Uomini di parola - la recensione del film con Al Pacino e Christopher Walken
Nonostante un inizio ai limiti della commedia farsesca, il film di Fisher Stevens ha una sua coerenza e una sua vena intimista solitamente estranea al genere
A un primo sguardo, e a giudicare dal titolo, dal manifesto e dalla frase di lancio “Non è mai troppo tardi per sistemare le cose”, Uomini di parola potrebbe sembrare una versione meno testosteronica, più notturna e più epica de I Mercenari, soprattutto se si restringe il paragone ad Al Pacino: stessa ironia di fondo, stessa fiducia nelle seconde possibilità, stessa aura.
E invece questo film che arriva nel periodo estivo e che è stato affidato a un regista di documentari che fa anche l'attore, non gioca né con muscoli e squadre speciali, né tantomeno con una nostalgia che, applicata a tre vecchie glorie visibilmente aliene agli steroidi, sortirebbe un effetto fra il comico e il patetico.

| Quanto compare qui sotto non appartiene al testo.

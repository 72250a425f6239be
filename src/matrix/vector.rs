use core::ops::{Index, IndexMut};

use num_traits::Signed;

use crate::math::ConstEval;
use crate::traits::Scalar;
use crate::Matrix;

/// A row vector (1×N matrix).
///
/// Vectors support single-index access (`v[i]`), componentwise arithmetic,
/// dot products, lengths, and cross products (3-element vectors). Use
/// [`ColumnVector`] for column vectors.
///
/// # Examples
///
/// ```
/// use vlk_common::Vector;
///
/// let v = Vector::from_array([3.0_f64, 4.0]);
/// assert_eq!(v[0], 3.0);
/// assert_eq!(v.dot(&v), 25.0);
/// assert!((v.length() - 5.0).abs() < 1e-12);
/// ```
pub type Vector<T, const N: usize> = Matrix<T, 1, N>;

/// A 2-element row vector.
pub type Vector2<T> = Vector<T, 2>;
/// A 3-element row vector.
///
/// Adds `cross()` for cross product in addition to all `Vector` methods.
pub type Vector3<T> = Vector<T, 3>;
/// A 4-element row vector.
pub type Vector4<T> = Vector<T, 4>;

impl<T: Copy, const N: usize> Vector<T, N> {
    /// Create a vector from a 1D array. Usable in `const` items.
    ///
    /// ```
    /// use vlk_common::Vector;
    /// let v = Vector::from_array([1.0, 2.0, 3.0]);
    /// assert_eq!(v[0], 1.0);
    /// ```
    #[inline]
    pub const fn from_array(data: [T; N]) -> Self {
        Self::new([data])
    }

    /// The components as an array.
    #[inline]
    pub const fn to_array(&self) -> [T; N] {
        let mut out = [self.data[0][0]; N];
        let mut i = 1;
        while i < N {
            out[i] = self.data[i][0];
            i += 1;
        }
        out
    }

    /// Create a vector filled with a single value.
    #[inline]
    pub const fn fill(value: T) -> Self {
        Self::new([[value; N]])
    }

    /// Number of elements.
    #[inline]
    pub const fn len(&self) -> usize {
        N
    }

    /// `true` for the zero-length vector type.
    #[inline]
    pub const fn is_empty(&self) -> bool {
        N == 0
    }
}

impl<T: Scalar, const N: usize> Vector<T, N> {
    /// All components zero. Same as [`Matrix::zeros`].
    #[inline]
    pub fn zero() -> Self {
        Self::zeros()
    }

    /// All components one.
    #[inline]
    pub fn one() -> Self {
        Self::fill(T::one())
    }

    /// Dot product of two vectors.
    ///
    /// ```
    /// use vlk_common::Vector;
    /// let a = Vector::from_array([1.0, 2.0, 3.0]);
    /// let b = Vector::from_array([4.0, 5.0, 6.0]);
    /// assert_eq!(a.dot(&b), 32.0); // 1*4 + 2*5 + 3*6
    /// ```
    #[inline]
    pub fn dot(&self, rhs: &Self) -> T {
        let mut sum = T::zero();
        for i in 0..N {
            sum = sum + self[(0, i)] * rhs[(0, i)];
        }
        sum
    }
}

// ── Named axes ──────────────────────────────────────────────────────

impl<T: Copy> Vector2<T> {
    #[inline]
    pub const fn x(&self) -> T {
        self.data[0][0]
    }

    #[inline]
    pub const fn y(&self) -> T {
        self.data[1][0]
    }
}

impl<T: Copy> Vector3<T> {
    #[inline]
    pub const fn x(&self) -> T {
        self.data[0][0]
    }

    #[inline]
    pub const fn y(&self) -> T {
        self.data[1][0]
    }

    #[inline]
    pub const fn z(&self) -> T {
        self.data[2][0]
    }

    /// Append a third component to a 2-vector.
    #[inline]
    pub const fn from_vector2(v: Vector2<T>, z: T) -> Self {
        Self::from_array([v.x(), v.y(), z])
    }

    /// Drop the Z component.
    #[inline]
    pub const fn truncate(&self) -> Vector2<T> {
        Vector2::from_array([self.x(), self.y()])
    }
}

impl<T: Copy> Vector4<T> {
    #[inline]
    pub const fn x(&self) -> T {
        self.data[0][0]
    }

    #[inline]
    pub const fn y(&self) -> T {
        self.data[1][0]
    }

    #[inline]
    pub const fn z(&self) -> T {
        self.data[2][0]
    }

    #[inline]
    pub const fn w(&self) -> T {
        self.data[3][0]
    }

    /// Append a fourth component to a 3-vector.
    #[inline]
    pub const fn from_vector3(v: Vector3<T>, w: T) -> Self {
        Self::from_array([v.x(), v.y(), v.z(), w])
    }

    /// Drop the W component.
    #[inline]
    pub const fn truncate(&self) -> Vector3<T> {
        Vector3::from_array([self.x(), self.y(), self.z()])
    }
}

// ── Named directions ────────────────────────────────────────────────
// Screen convention: +Y is up, +X is right; in 3D, -Z points forward.

impl<T: Scalar + Signed> Vector2<T> {
    pub fn up() -> Self {
        Self::from_array([T::zero(), T::one()])
    }

    pub fn down() -> Self {
        Self::from_array([T::zero(), -T::one()])
    }

    pub fn left() -> Self {
        Self::from_array([-T::one(), T::zero()])
    }

    pub fn right() -> Self {
        Self::from_array([T::one(), T::zero()])
    }

    /// The vector rotated a quarter turn clockwise: `(y, -x)`.
    ///
    /// ```
    /// use vlk_common::Vector2;
    /// let v = Vector2::from_array([3, 1]);
    /// assert_eq!(v.perpendicular(), Vector2::from_array([1, -3]));
    /// ```
    pub fn perpendicular(&self) -> Self {
        Self::from_array([self.y(), -self.x()])
    }
}

impl<T: Scalar + Signed> Vector3<T> {
    pub fn up() -> Self {
        Self::from_array([T::zero(), T::one(), T::zero()])
    }

    pub fn down() -> Self {
        Self::from_array([T::zero(), -T::one(), T::zero()])
    }

    pub fn left() -> Self {
        Self::from_array([-T::one(), T::zero(), T::zero()])
    }

    pub fn right() -> Self {
        Self::from_array([T::one(), T::zero(), T::zero()])
    }

    pub fn forward() -> Self {
        Self::from_array([T::zero(), T::zero(), -T::one()])
    }

    pub fn backward() -> Self {
        Self::from_array([T::zero(), T::zero(), T::one()])
    }
}

impl<T: Scalar> Vector3<T> {
    /// Cross product of two 3-vectors.
    ///
    /// ```
    /// use vlk_common::Vector3;
    /// let x = Vector3::from_array([1.0, 0.0, 0.0]);
    /// let y = Vector3::from_array([0.0, 1.0, 0.0]);
    /// let z = x.cross(&y);
    /// assert_eq!(z[2], 1.0); // x × y = z
    /// ```
    #[inline]
    pub fn cross(&self, rhs: &Self) -> Self {
        Self::from_array([
            self[1] * rhs[2] - self[2] * rhs[1],
            self[2] * rhs[0] - self[0] * rhs[2],
            self[0] * rhs[1] - self[1] * rhs[0],
        ])
    }
}

// Single-index access: v[i] instead of v[(0, i)]
impl<T, const N: usize> Index<usize> for Vector<T, N> {
    type Output = T;

    #[inline]
    fn index(&self, i: usize) -> &T {
        &self[(0, i)]
    }
}

impl<T, const N: usize> IndexMut<usize> for Vector<T, N> {
    #[inline]
    fn index_mut(&mut self, i: usize) -> &mut T {
        &mut self[(0, i)]
    }
}

// ── Column vector ───────────────────────────────────────────────────

/// A column vector (N×1 matrix).
///
/// Enables natural `Matrix * ColumnVector` multiplication:
/// `(M×N) * (N×1) → (M×1)`.
///
/// Convert between row and column vectors with `.transpose()`.
/// Single-element access uses `cv[(i, 0)]`.
pub type ColumnVector<T, const N: usize> = Matrix<T, N, 1>;

/// A 3-element column vector.
pub type ColumnVector3<T> = ColumnVector<T, 3>;
/// A 4-element column vector.
pub type ColumnVector4<T> = ColumnVector<T, 4>;

impl<T: Copy, const N: usize> ColumnVector<T, N> {
    /// Create a column vector from a 1D array.
    ///
    /// ```
    /// use vlk_common::ColumnVector;
    /// let cv = ColumnVector::from_column([1.0, 2.0, 3.0]);
    /// assert_eq!(cv[(0, 0)], 1.0);
    /// assert_eq!(cv[(2, 0)], 3.0);
    /// ```
    #[inline]
    pub const fn from_column(data: [T; N]) -> Self {
        Self::from_columns([data])
    }
}

// ── Compile-time forms ──────────────────────────────────────────────

macro_rules! impl_const_vector {
    ($($t:ty),*) => {
        $(
            impl ConstEval<Vector2<$t>> {
                /// `(y, -x)`.
                pub const fn perpendicular(self) -> Self {
                    let v = self.0;
                    ConstEval(Vector2::from_array([v.y(), 0.0 - v.x()]))
                }
            }

            impl ConstEval<Vector3<$t>> {
                pub const fn cross(self, rhs: Self) -> Self {
                    let (a, b) = (self.0, rhs.0);
                    ConstEval(Vector3::from_array([
                        a.y() * b.z() - a.z() * b.y(),
                        a.z() * b.x() - a.x() * b.z(),
                        a.x() * b.y() - a.y() * b.x(),
                    ]))
                }
            }
        )*
    };
}

impl_const_vector!(f32, f64);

In effetti questo pericolo il film lo corre nei primi venti minuti, durante i quali Pacino rischia seriamente di compromettere il proprio mito producendosi in una serie di gag piuttosto telefonate legate a un sovradosaggio di Viagra.
Ma è soltanto un passo falso, forse nato dalla voglia di creare una comica cesura fra il passato senza sconti del protagonista e il suo primo giorno di libertà che potrebbe essere una corsa a precipizio verso la morte.
Anche se parla in termini positivi dell'amicizia e si concede un'indiavolata corsa notturna a bordo di un'auto rubata, Uomini di parola è infatti un film duro che parla di un mondo duro, una fotografia non ritoccata di una realtà in cui i cattivi non dimostrano alcuna pietas e i fuorilegge vivono accquattati in palazzi fatiscenti.
Questo sguardo impedisce al film di entrare a pieno titolo nella categoria degli action-movie, e non perché manchino scene movimentate, ma perché, in virtù di una sceneggiatura scritta da un uomo che ha frequentato il teatro (Noah Haidle), il racconto si fa via via più intimista e melancolico, sfociando in un ritratto amaro della vecchiaia intesa non come condizione di pace e di saggezza, ma come espressione di un fortissimo senso di non appartenenza.
Senza Christopher Walken tutto ciò non sarebbe possibile, perché la dignità che il film progressivamente acquista viene proprio da lui, attore solido, sobrio, pacato.
Se il giusto contraltare della sua misura sta nell'ironia di cui è depositario Alan Arkin, che si diverte a fare il seduttivo senza rinunciare a un accenno di tenerezza, paradossalmente – e come abbiamo già detto, la nota stonata è Al Pacino, che, Wilde Salome ed esperimenti analoghi a parte, si confina sempre più in ruoli al limite del farsesco.
Anche lui però si riprende verso la fine del film, abbandonando la sua aria da vecchio satiro per indossare nuovamente il vestito dell'eroe.
Con le sue tavole calde sempre aperte e i suoi squallidi appartamenti male illuminati, Uomini di parola è infine una rappresentazione di un paese sottotono: un'America spogliata di ogni retorica in cui ai gagster di una volta non resta che scassinare le farmacie e andare a letto presto.